Your goal.
Search the data for the string "fields" and extract every line where it appears.

****

use chrono::NaiveDate;
use serde::{Deserialize, Serialize};

use super::observation::{Observation, Quadrant};

/// Summary of one group of observations.
#[derive(Debug, Clone, PartialEq, Serialize, Deserialize)]
#[serde(rename_all = "camelCase")]
pub struct AggregateRecord {
    pub key: String,
    pub observations: usize,
    pub total_notional: f64,
    pub total_volume: f64,
    pub total_executions: u64,
    /// Distinct trade dates in the group.
    pub trading_days: usize,
    /// Σ(metric·notional) / Σ(notional) over rows where the metric is available.
    pub weighted_average: f64,
    /// Plain mean of the metric over rows where it is available.
    pub simple_average: f64,
    /// Share of directionally consistent rows, in percent.
    pub consistency_rate: f64,
    pub average_size: f64,
}

/// One page of a sorted result set.
#[derive(Debug, Clone, PartialEq, Serialize, Deserialize)]
#[serde(rename_all = "camelCase")]
pub struct Page<T> {
    pub items: Vec<T>,
    /// 1-indexed page actually returned after clamping.
    pub page: usize,
    pub page_size: usize,
    pub total_pages: usize,
    pub total_items: usize,
    /// 1-indexed position of the first row on this page (0 when empty).
    pub first_row: usize,
    /// 1-indexed position of the last row on this page (0 when empty).
    pub last_row: usize,
}

/// Numeric fields available to the correlation matrix.
#[derive(Debug, Clone, Copy, PartialEq, Eq, Hash, Serialize, Deserialize)]
#[serde(rename_all = "camelCase")]
pub enum CorrelationField {
    Notional,
    Volume,
    ReferenceGap,
    TimingDifferential,
    Executions,
}

impl CorrelationField {
    pub const MATRIX: [CorrelationField; 5] = [
        CorrelationField::Notional,
        CorrelationField::Volume,
        CorrelationField::ReferenceGap,
        CorrelationField::TimingDifferential,
        CorrelationField::Executions,
    ];

    pub fn label(&self) -> &'static str {
        match self {
            CorrelationField::Notional => "Notional",
            CorrelationField::Volume => "Volume",
            CorrelationField::ReferenceGap => "Ref Gap",
            CorrelationField::TimingDifferential => "Timing Diff",
            CorrelationField::Executions => "Executions",
        }
    }
}

/// Symmetric Pearson matrix; `values[i][j]` pairs `fields[i]` with `fields[j]`.
#[derive(Debug, Clone, PartialEq, Serialize, Deserialize)]
#[serde(rename_all = "camelCase")]
pub struct CorrelationMatrix {
    pub fields: Vec<CorrelationField>,
    pub values: Vec<Vec<f64>>,
}

impl CorrelationMatrix {
    pub fn get(&self, a: CorrelationField, b: CorrelationField) -> Option<f64> {
        let i = self.fields.iter().position(|f| *f == a)?;
        let j = self.fields.iter().position(|f| *f == b)?;
        Some(self.values[i][j])
    }
}

/// Headline numbers for the summary view.
#[derive(Debug, Clone, PartialEq, Serialize, Deserialize)]
#[serde(rename_all = "camelCase")]
pub struct SummaryStats {
    pub observations: usize,
    pub unique_symbols: usize,
    pub total_notional: f64,
    pub total_volume: f64,
    pub total_executions: u64,
    pub daily_average_notional: f64,
    pub mean_reference_gap: f64,
    pub mean_timing_differential: f64,
    pub consistency_rate: f64,
    /// Percent of notional coming from observations of at least $1M.
    pub block_notional_share: f64,
    pub block_count: usize,
    pub average_block_size: f64,
}

/// One trading date of the daily series.
#[derive(Debug, Clone, PartialEq, Serialize, Deserialize)]
#[serde(rename_all = "camelCase")]
pub struct DailyPoint {
    pub date: NaiveDate,
    pub observations: usize,
    pub total_notional: f64,
    pub total_volume: f64,
    pub mean_timing_differential: f64,
    pub consistency_rate: f64,
    /// Trailing moving averages; `None` until the window is full.
    pub notional_moving_average: Option<f64>,
    pub timing_moving_average: Option<f64>,
}

#[derive(Debug, Clone, PartialEq, Serialize, Deserialize)]
#[serde(rename_all = "camelCase")]
pub struct HistogramBin {
    /// Inclusive lower edge, in bps.
    pub lower: f64,
    pub count: usize,
}

#[derive(Debug, Clone, PartialEq, Serialize, Deserialize)]
#[serde(rename_all = "camelCase")]
pub struct QuadrantSummary {
    pub quadrant: Quadrant,
    pub name: String,
    pub observations: usize,
    pub total_notional: f64,
    pub mean_reference_gap: f64,
    pub mean_timing_differential: f64,
    pub consistency_rate: f64,
}

/// Everything the position popup shows for one (symbol, date).
#[derive(Debug, Clone, PartialEq, Serialize, Deserialize)]
#[serde(rename_all = "camelCase")]
pub struct PositionDetail {
    pub observation: Observation,
    pub quadrant: Option<Quadrant>,
    pub quadrant_name: Option<String>,
    /// Values under the active metric variant.
    pub reference_gap: Option<f64>,
    pub timing_differential: Option<f64>,
}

****

Answer for the task.
/// Numeric fields available to the correlation matrix.
/// Symmetric Pearson matrix; `values[i][j]` pairs `fields[i]` with `fields[j]`.
    pub fields: Vec<CorrelationField>,
        let i = self.fields.iter().position(|f| *f == a)?;
        let j = self.fields.iter().position(|f| *f == b)?;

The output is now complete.